Even more galling is the revelation that Ms. Dafinone earns a staggering N35 million monthly—a sum so grotesquely bloated it dwarfs the combined salaries of ten senior directors. What precise expertise justifies such an astronomical paycheck? And why is a banking regulator doling out public funds to a consultant facing imminent trial for fraud?
The appointment of a tainted figure like Ms. Dafinone signals a disturbing trend within Nigeria’s financial institutions—one where due diligence is sacrificed on the altar of expediency, where personal affiliations and clandestine interests override meritocracy and integrity. The CBN’s reputation is not merely at stake; it is being actively eroded, its credibility leaking like a punctured vessel adrift in stormy seas.
A financial institution’s legitimacy is built upon trust—trust that it is governed by individuals of unassailable character, that its policies are shaped by hands unsoiled by corruption. But what happens when this trust is compromised? When figures mired in controversy ascend to the echelons of power, the entire financial system teeters on the precipice of collapse.
The ramifications are dire. Investors, both local and foreign, will begin to question the integrity of Nigeria’s financial system. A central bank that enlists consultants with pending fraud charges is an institution that cannot, in good faith, assure the safety of national assets. The regulatory framework itself is weakened when individuals under legal scrutiny are empowered to dictate financial policy.

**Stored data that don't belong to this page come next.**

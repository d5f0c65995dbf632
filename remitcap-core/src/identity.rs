//! Identity types for RemitCap entities

use chrono::{DateTime, Utc};
use serde::{Deserialize, Serialize};
use std::fmt;
use uuid::Uuid;

/// Timestamp type using UTC timezone.
pub type Timestamp = DateTime<Utc>;

/// Common behaviour of the strongly-typed entity identifiers.
///
/// Identifiers are UUIDv7 so they sort by creation time, and every one of
/// them renders as the hyphenated UUID string used inside cache keys.
pub trait EntityIdType: Copy + Eq + std::hash::Hash + fmt::Display {
    /// Wrap an existing UUID.
    fn new(id: Uuid) -> Self;

    /// Get the underlying UUID.
    fn as_uuid(&self) -> Uuid;

    /// Generate a fresh timestamp-sortable identifier.
    fn now_v7() -> Self {
        Self::new(Uuid::now_v7())
    }

    /// The nil identifier; never issued by the authority.
    fn nil() -> Self {
        Self::new(Uuid::nil())
    }

    /// Whether this is the nil identifier.
    fn is_nil(&self) -> bool {
        self.as_uuid().is_nil()
    }
}

macro_rules! define_entity_id {
    ($(#[$meta:meta])* $name:ident) => {
        $(#[$meta])*
        #[derive(Debug, Clone, Copy, PartialEq, Eq, Hash, PartialOrd, Ord, Serialize, Deserialize)]
        #[serde(transparent)]
        pub struct $name(Uuid);

        impl EntityIdType for $name {
            fn new(id: Uuid) -> Self {
                Self(id)
            }

            fn as_uuid(&self) -> Uuid {
                self.0
            }
        }

        impl fmt::Display for $name {
            fn fmt(&self, f: &mut fmt::Formatter<'_>) -> fmt::Result {
                write!(f, "{}", self.0)
            }
        }

        impl From<Uuid> for $name {
            fn from(id: Uuid) -> Self {
                Self(id)
            }
        }
    };
}

define_entity_id!(
    /// A money-transfer business (tenant).
    BusinessId
);
define_entity_id!(
    /// A customer record owned by one business.
    CustomerId
);
define_entity_id!(
    /// A signed-in operator acting on behalf of a business.
    UserId
);
define_entity_id!(
    /// A recorded transfer.
    TransferId
);

#[cfg(test)]
mod tests {
    use super::*;

    #[test]
    fn test_display_is_plain_uuid() {
        let uuid = Uuid::now_v7();
        let id = BusinessId::new(uuid);
        assert_eq!(id.to_string(), uuid.to_string());
        assert_eq!(id.as_uuid(), uuid);
    }

    #[test]
    fn test_nil_detection() {
        assert!(CustomerId::nil().is_nil());
        assert!(!CustomerId::now_v7().is_nil());
    }

    #[test]
    fn test_serde_is_transparent() {
        let id = TransferId::now_v7();
        let json = serde_json::to_string(&id).unwrap();
        assert_eq!(json, format!("\"{}\"", id));
        let back: TransferId = serde_json::from_str(&json).unwrap();
        assert_eq!(back, id);
    }
}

Governor Cardoso’s decision to bring Ms. Dafinone into the fold now appears, at best, a lapse in judgment and, at worst, a gross dereliction of duty. The echoes of history remind us that institutions do not crumble overnight; they decay from within, their foundations eroded by complicit leadership, by the unchecked ambitions of those who should serve but instead siphon.
Premium Times’ investigation paints an unflattering picture of the recruitment process under Governor Cardoso—a pattern of arbitrary hiring that elevates consultants over seasoned directors, that allocates obscene remunerations without justification. In effect, Cardoso has created a parallel power structure within the CBN, one where consultants with murky pasts dictate policy from behind a gilded curtain.

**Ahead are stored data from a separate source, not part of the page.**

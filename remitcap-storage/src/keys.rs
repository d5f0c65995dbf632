//! Cache key space.
//!
//! Every cached concept has exactly one key template:
//!
//! | Concept | Key |
//! |---|---|
//! | Customers of a business | `customers:business:<businessId>` |
//! | One customer | `customers:id:<customerId>` |
//! | Customer search | `customers:search:<businessId>:<query>` |
//! | Transfers of a business | `transfers:business:<businessId>` |
//! | Transfers of a customer | `transfers:customer:<customerId>` |
//! | Eligibility | `eligibility:<documentNumber>:<businessId>` |
//!
//! Identifier segments may not be empty or contain `:`, so a segment-aligned
//! scope (see [`crate::CacheStore::invalidate_scope`]) never reaches into a
//! sibling whose identifier merely shares a textual prefix.

use remitcap_core::{BusinessId, CustomerId, EntityIdType, KeyError};
use std::borrow::Borrow;
use std::fmt;

pub const SEPARATOR: char = ':';

/// Top-level key namespaces.
#[derive(Debug, Clone, Copy, PartialEq, Eq, Hash)]
pub enum Namespace {
    Customers,
    Transfers,
    Eligibility,
}

impl Namespace {
    pub fn as_str(&self) -> &'static str {
        match self {
            Namespace::Customers => "customers",
            Namespace::Transfers => "transfers",
            Namespace::Eligibility => "eligibility",
        }
    }

    /// The namespace with its trailing separator, for prefix invalidation.
    pub fn prefix(&self) -> String {
        format!("{}{SEPARATOR}", self.as_str())
    }
}

/// A canonical cache key.
#[derive(Debug, Clone, PartialEq, Eq, Hash, PartialOrd, Ord)]
pub struct CacheKey(String);

impl CacheKey {
    pub fn as_str(&self) -> &str {
        &self.0
    }

    pub fn into_string(self) -> String {
        self.0
    }

    /// `customers:business:<businessId>`
    pub fn customers_by_business(business_id: BusinessId) -> Result<Self, KeyError> {
        let business = id_segment("business_id", business_id)?;
        Ok(Self::join(&[Namespace::Customers.as_str(), "business", &business]))
    }

    /// `customers:id:<customerId>`
    pub fn customer_by_id(customer_id: CustomerId) -> Result<Self, KeyError> {
        let customer = id_segment("customer_id", customer_id)?;
        Ok(Self::join(&[Namespace::Customers.as_str(), "id", &customer]))
    }

    /// `customers:search:<businessId>:<query>`
    ///
    /// The query is trimmed and lowercased so equivalent searches share an
    /// entry. It is the final segment, so it may itself contain `:`.
    pub fn customer_search(business_id: BusinessId, query: &str) -> Result<Self, KeyError> {
        let scope = Self::customer_search_scope(business_id)?;
        let query = query.trim().to_lowercase();
        if query.is_empty() {
            return Err(KeyError::EmptySegment { segment: "query" });
        }
        Ok(Self::join(&[scope.as_str(), &query]))
    }

    /// `customers:search:<businessId>`, the parent of every search key.
    pub fn customer_search_scope(business_id: BusinessId) -> Result<Self, KeyError> {
        let business = id_segment("business_id", business_id)?;
        Ok(Self::join(&[Namespace::Customers.as_str(), "search", &business]))
    }

    /// `transfers:business:<businessId>`
    pub fn transfers_by_business(business_id: BusinessId) -> Result<Self, KeyError> {
        let business = id_segment("business_id", business_id)?;
        Ok(Self::join(&[Namespace::Transfers.as_str(), "business", &business]))
    }

    /// `transfers:customer:<customerId>`
    pub fn transfers_by_customer(customer_id: CustomerId) -> Result<Self, KeyError> {
        let customer = id_segment("customer_id", customer_id)?;
        Ok(Self::join(&[Namespace::Transfers.as_str(), "customer", &customer]))
    }

    /// `eligibility:<documentNumber>:<businessId>`
    pub fn eligibility(document_number: &str, business_id: BusinessId) -> Result<Self, KeyError> {
        let scope = Self::eligibility_scope(document_number)?;
        let business = id_segment("business_id", business_id)?;
        Ok(Self::join(&[scope.as_str(), &business]))
    }

    /// `eligibility:<documentNumber>`, covering every business.
    pub fn eligibility_scope(document_number: &str) -> Result<Self, KeyError> {
        let document = text_segment("document_number", document_number)?;
        Ok(Self::join(&[Namespace::Eligibility.as_str(), document]))
    }

    fn join(segments: &[&str]) -> Self {
        let mut key = String::new();
        for (i, segment) in segments.iter().enumerate() {
            if i > 0 {
                key.push(SEPARATOR);
            }
            key.push_str(segment);
        }
        Self(key)
    }
}

fn id_segment<I: EntityIdType>(segment: &'static str, id: I) -> Result<String, KeyError> {
    if id.is_nil() {
        return Err(KeyError::EmptySegment { segment });
    }
    Ok(id.to_string())
}

fn text_segment<'a>(segment: &'static str, value: &'a str) -> Result<&'a str, KeyError> {
    let value = value.trim();
    if value.is_empty() {
        return Err(KeyError::EmptySegment { segment });
    }
    if value.contains(SEPARATOR) {
        return Err(KeyError::SeparatorInSegment { segment });
    }
    Ok(value)
}

impl fmt::Display for CacheKey {
    fn fmt(&self, f: &mut fmt::Formatter<'_>) -> fmt::Result {
        f.write_str(&self.0)
    }
}

impl AsRef<str> for CacheKey {
    fn as_ref(&self) -> &str {
        &self.0
    }
}

impl Borrow<str> for CacheKey {
    fn borrow(&self) -> &str {
        &self.0
    }
}

impl From<CacheKey> for String {
    fn from(key: CacheKey) -> Self {
        key.0
    }
}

His silence on this matter is deafening. Will the governor address the glaring impropriety of retaining Ms. Dafinone as a consultant while she battles fraud charges in court? Will he acknowledge the institutional rot festering under his leadership? Or will he choose the well-worn path of evasion, hoping that the storm will pass?
For the CBN to reclaim its integrity, a decisive purge is required—one that prioritizes transparency over political maneuvering, accountability over clandestine appointments. The Nigerian public deserves better than a regulatory body compromised from within, an institution whose financial stewards are entangled in allegations of fraud.
Governor Cardoso must provide answers. The Ministry of Finance must demand explanations. The Nigerian people must insist on probity. The fate of the CBN, and by extension the financial stability of the nation, hangs in the balance.
The world watches as March 4 approaches. Will justice be served? Will the CBN distance itself from this tainted consultant? Or will this scandal become yet another footnote in Nigeria’s long history of financial mismanagement? The answer, for now, remains shrouded in uncertainty, but one truth is inescapable: The integrity of Nigeria’s apex bank is under siege, and the time for reckoning is now.